The performance of the models indicates that, the multiple linear regression model provided a better fit to our given data than the random forest, decision trees, and the Lasso regression. We obtained very higher predictive accuracy when the data was fitted to the regression model that any other regression model. Regarding statistical significance, all the variables such as total area in square feet, number of bathrooms, and location of house were significant in determining the price of a house except the number of bedrooms in the house. The higher adjusted R-square value of about 82% suggests that most of the variations in the response variable are been explained by the the set of predictors used in this study.

Challenges.

The first challenge in this study has to do with the cleaning of the data. We identified that, there were several missing values and outliers in the data.
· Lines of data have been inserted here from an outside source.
//! Source provenance recorded by kpack/buildpacks in the image config.

use std::collections::HashMap;

use serde::Deserialize;
use tracing::{debug, info};

use super::{Contribution, ProviderError};
use crate::config::RunParams;
use crate::image::Image;
use crate::metadata::{Dependency, GitSourceMetadata, GitVersion, Metadata, Source};

pub const NAME: &str = "kpack";

/// Label written by kpack builds.
pub const PROJECT_METADATA_LABEL: &str = "io.buildpacks.project.metadata";

#[derive(Debug, Deserialize)]
struct RepoSource {
    source: ProjectSource,
}

#[derive(Debug, Deserialize)]
struct ProjectSource {
    #[serde(rename = "type", default)]
    kind: String,
    #[serde(default)]
    version: HashMap<String, String>,
    #[serde(default)]
    metadata: HashMap<String, String>,
}

pub fn provider(image: &dyn Image, _params: &RunParams, md: &Metadata) -> Result<Contribution, ProviderError> {
    let labels = image.config_labels().map_err(ProviderError::accessor(NAME))?;

    let Some(raw) = labels.get(PROJECT_METADATA_LABEL).filter(|v| !v.is_empty()) else {
        debug!("no {PROJECT_METADATA_LABEL} label");
        return Ok(md.clone().into());
    };

    Ok(md.with_dependency(parse_project_metadata(raw)?).into())
}

/// Turn the kpack label value into a git dependency.
pub fn parse_project_metadata(raw: &str) -> Result<Dependency, ProviderError> {
    let parsed: RepoSource = serde_json::from_str(raw).map_err(|e| ProviderError::Decode {
        provider: NAME,
        what: PROJECT_METADATA_LABEL.to_string(),
        message: e.to_string(),
    })?;
    let source = parsed.source;
    if !source.kind.is_empty() && source.kind != "git" {
        debug!("kpack source type is {:?}, recording it as git", source.kind);
    }

    let commit = source.version.get("commit").cloned().unwrap_or_default();
    let url = source.metadata.get("repository").cloned().unwrap_or_default();
    info!("kpack built from {url} at {commit}");

    Ok(Dependency::package(Source::Git {
        version: GitVersion { commit },
        metadata: GitSourceMetadata {
            url,
            refs: Vec::new(),
        },
    }))
}

#[cfg(test)]
mod tests {
    use super::*;
    use crate::image::fake::FakeImage;

    const LABEL: &str = r#"{"source":{"type":"git","version":{"commit":"abc123"},"metadata":{"repository":"https://example.com/r.git"}}}"#;

    #[test]
    fn test_label_becomes_git_dependency() {
        let image = FakeImage::new().with_label(PROJECT_METADATA_LABEL, LABEL);
        let md = Metadata::new();
        let next = provider(&image, &RunParams::default(), &md).unwrap().metadata;

        assert_eq!(
            next.dependencies,
            vec![Dependency::package(Source::Git {
                version: GitVersion {
                    commit: "abc123".to_string()
                },
                metadata: GitSourceMetadata {
                    url: "https://example.com/r.git".to_string(),
                    refs: vec![],
                },
            })]
        );
        assert!(next.extends(&md));
    }

    #[test]
    fn test_serialized_shape() {
        let dep = parse_project_metadata(LABEL).unwrap();
        assert_eq!(
            serde_json::to_value(&dep).unwrap(),
            serde_json::json!({
                "type": "package",
                "source": {
                    "type": "git",
                    "version": {"commit": "abc123"},
                    "metadata": {"url": "https://example.com/r.git", "refs": []}
                }
            })
        );
    }

    #[test]
    fn test_absent_label_leaves_metadata_unchanged() {
        let image = FakeImage::new().with_label("maintainer", "someone");
        let md = Metadata::new();
        assert_eq!(provider(&image, &RunParams::default(), &md).unwrap().metadata, md);
    }

    #[test]
    fn test_malformed_label_is_a_decode_error() {
        let image = FakeImage::new().with_label(PROJECT_METADATA_LABEL, "{not json");
        let err = provider(&image, &RunParams::default(), &Metadata::new()).unwrap_err();

        assert!(matches!(err, ProviderError::Decode { .. }));
        assert!(!err.is_fatal());
    }

    #[test]
    fn test_missing_fields_default_to_empty() {
        let dep = parse_project_metadata(r#"{"source":{"type":"git"}}"#).unwrap();
        let Source::Git { version, metadata } = dep.source else {
            panic!("expected git source");
        };
        assert_eq!(version.commit, "");
        assert_eq!(metadata.url, "");
    }

    #[test]
    fn test_unreadable_config_is_fatal() {
        let err = provider(&FakeImage::new().broken(), &RunParams::default(), &Metadata::new())
            .unwrap_err();
        assert!(err.is_fatal());
    }
}
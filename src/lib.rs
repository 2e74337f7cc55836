//! Comparator-ordered priority queues for Rust
//!
//! This crate provides two interchangeable priority queue backends behind one
//! trait, [`PriorityQueue`]:
//!
//! - **Binary Heap**: array-backed; O(log n) push and pop, O(n) bulk repair
//! - **Pairing Heap**: arena-backed tree; O(1) push, O(log n) amortized pop,
//!   and stable handles for in-place priority increase ([`AddressableQueue`])
//!
//! Ordering is injected through [`Compare`](compare::Compare). The default
//! [`MaxComparator`](compare::MaxComparator) puts the largest element on top.
//!
//! # Example
//!
//! ```rust
//! use rust_priority_queues::{AddressableQueue, PriorityQueue};
//! use rust_priority_queues::pairing::PairingHeap;
//!
//! let mut heap = PairingHeap::new();
//! let handle = heap.add_node(5);
//! heap.push(3);
//! heap.push(8);
//! heap.update_elt(&handle, 10).unwrap();
//! assert_eq!(heap.top(), Some(&10));
//! ```

pub mod binary;
pub mod compare;
pub mod pairing;
pub mod traits;

// Re-export the main traits for convenience
pub use traits::{AddressableQueue, HeapError, PriorityQueue};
The effect of this can lead to bias in the estimation of model parameters and can also cause a statistical disproportionate effect on the distribution of the data. Outliers and missing values were removed to resolve this challenge. Also, when fitting a linear regression model, there is a common assumption of normality. The probability plot showed that our data violated the normality assumption. To resolve this, we performed a variable transformation involving the logarithmic function. Further, when training the final models which involved tuning the hyper-parameters, we observed that the computational time was closed to 30 minutes. This is computationally inefficient but appeared to make sense since we are fitting 4 different models with several parameter search through cross-validation.

Future works.

Regarding future works, I intend to development a usable application that can use the characteristics of a house to predict the price or value of the house. This implies that any customer who wants or needs to buy or sell a house will just have to specify some key features of the house and the model will immediately predict the expected price. This is very important because, it will help sellers to know the fair price for their house and also help buyers to know how much they need to have or bargain in order to get their dream house.